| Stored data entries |
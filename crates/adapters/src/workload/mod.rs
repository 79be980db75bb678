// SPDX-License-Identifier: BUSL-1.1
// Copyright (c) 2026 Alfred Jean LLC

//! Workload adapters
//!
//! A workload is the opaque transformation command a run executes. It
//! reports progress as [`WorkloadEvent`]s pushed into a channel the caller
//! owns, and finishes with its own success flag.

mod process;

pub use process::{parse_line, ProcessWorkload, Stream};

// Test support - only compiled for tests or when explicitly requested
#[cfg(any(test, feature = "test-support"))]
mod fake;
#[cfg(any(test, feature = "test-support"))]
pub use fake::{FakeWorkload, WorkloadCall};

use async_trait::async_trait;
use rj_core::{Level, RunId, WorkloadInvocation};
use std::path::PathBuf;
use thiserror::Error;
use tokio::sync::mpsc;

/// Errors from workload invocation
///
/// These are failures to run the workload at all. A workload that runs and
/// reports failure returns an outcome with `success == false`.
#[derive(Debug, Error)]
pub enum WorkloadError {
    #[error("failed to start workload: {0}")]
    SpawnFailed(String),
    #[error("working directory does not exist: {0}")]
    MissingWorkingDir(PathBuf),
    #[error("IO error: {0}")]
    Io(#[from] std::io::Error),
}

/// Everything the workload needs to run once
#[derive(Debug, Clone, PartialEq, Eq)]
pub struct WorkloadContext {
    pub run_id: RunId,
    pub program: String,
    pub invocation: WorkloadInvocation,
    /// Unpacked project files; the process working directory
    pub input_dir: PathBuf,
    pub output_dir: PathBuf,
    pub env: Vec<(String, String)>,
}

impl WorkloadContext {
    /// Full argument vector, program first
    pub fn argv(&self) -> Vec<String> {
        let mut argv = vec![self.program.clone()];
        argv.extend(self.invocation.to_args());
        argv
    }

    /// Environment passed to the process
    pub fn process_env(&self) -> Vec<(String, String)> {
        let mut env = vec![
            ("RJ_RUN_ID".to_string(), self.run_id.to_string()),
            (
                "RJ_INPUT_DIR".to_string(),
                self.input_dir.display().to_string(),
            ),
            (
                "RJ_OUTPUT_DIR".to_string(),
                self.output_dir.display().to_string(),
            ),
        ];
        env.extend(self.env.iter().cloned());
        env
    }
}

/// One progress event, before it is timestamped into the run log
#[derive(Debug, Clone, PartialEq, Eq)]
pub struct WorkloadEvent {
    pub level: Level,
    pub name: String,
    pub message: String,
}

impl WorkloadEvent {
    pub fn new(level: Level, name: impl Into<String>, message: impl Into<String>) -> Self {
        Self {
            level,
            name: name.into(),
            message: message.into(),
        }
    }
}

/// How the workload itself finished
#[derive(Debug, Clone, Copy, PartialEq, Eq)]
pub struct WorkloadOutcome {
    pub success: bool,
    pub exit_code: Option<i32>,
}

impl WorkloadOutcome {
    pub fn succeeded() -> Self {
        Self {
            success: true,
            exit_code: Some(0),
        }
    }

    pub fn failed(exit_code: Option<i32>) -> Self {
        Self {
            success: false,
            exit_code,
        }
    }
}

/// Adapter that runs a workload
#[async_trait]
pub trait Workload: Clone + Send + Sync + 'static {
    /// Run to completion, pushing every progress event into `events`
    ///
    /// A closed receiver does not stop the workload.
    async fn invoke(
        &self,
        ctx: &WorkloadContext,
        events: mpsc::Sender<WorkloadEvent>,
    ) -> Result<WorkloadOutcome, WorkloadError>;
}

--

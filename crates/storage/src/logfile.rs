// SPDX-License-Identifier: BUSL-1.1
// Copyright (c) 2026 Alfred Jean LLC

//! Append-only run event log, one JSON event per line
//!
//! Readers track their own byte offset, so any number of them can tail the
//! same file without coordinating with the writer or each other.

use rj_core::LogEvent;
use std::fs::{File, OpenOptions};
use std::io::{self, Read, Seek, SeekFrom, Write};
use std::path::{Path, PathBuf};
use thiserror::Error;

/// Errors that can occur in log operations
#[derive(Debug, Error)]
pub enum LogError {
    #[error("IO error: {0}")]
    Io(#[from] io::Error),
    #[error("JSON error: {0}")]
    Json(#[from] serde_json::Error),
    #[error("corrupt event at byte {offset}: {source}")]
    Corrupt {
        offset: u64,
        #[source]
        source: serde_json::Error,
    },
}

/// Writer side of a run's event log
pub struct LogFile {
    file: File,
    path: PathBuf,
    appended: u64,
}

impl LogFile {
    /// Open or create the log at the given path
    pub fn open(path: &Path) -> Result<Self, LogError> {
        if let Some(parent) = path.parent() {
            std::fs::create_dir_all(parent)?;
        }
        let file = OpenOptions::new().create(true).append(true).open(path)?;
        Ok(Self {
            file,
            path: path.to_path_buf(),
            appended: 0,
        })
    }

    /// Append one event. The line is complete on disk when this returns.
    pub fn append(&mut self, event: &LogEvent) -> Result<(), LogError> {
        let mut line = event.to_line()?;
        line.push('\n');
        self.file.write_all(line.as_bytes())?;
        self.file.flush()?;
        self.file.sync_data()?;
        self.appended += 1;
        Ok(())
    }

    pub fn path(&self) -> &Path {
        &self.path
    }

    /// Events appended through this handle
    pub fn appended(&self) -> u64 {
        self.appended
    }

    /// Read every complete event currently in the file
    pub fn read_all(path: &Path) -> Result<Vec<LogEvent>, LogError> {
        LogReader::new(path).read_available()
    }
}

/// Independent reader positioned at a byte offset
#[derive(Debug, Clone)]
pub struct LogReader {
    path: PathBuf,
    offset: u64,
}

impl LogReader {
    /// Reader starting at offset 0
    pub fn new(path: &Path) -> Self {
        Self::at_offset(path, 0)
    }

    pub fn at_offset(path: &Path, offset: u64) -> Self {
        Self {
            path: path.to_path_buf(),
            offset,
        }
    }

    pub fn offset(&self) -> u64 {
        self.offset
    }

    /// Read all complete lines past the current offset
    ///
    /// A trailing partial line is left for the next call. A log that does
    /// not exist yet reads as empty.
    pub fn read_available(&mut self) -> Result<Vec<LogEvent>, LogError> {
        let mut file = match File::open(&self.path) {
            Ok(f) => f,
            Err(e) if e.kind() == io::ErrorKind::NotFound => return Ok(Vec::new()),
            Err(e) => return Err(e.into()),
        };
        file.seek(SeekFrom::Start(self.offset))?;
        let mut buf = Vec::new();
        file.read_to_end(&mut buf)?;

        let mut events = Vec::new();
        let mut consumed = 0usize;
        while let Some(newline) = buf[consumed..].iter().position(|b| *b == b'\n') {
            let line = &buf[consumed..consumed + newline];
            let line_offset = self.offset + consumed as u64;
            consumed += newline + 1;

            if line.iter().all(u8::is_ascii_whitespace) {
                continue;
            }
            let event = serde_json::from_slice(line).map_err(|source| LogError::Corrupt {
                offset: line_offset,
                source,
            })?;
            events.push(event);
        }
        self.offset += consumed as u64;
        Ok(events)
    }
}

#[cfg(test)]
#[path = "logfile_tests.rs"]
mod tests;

| WORK TASK |
Pull out all lines in the data above that include "filename".

| FINAL ANSWER |
filename crates/adapters/src/workload/mod.rs
filename crates/storage/src/logfile.rs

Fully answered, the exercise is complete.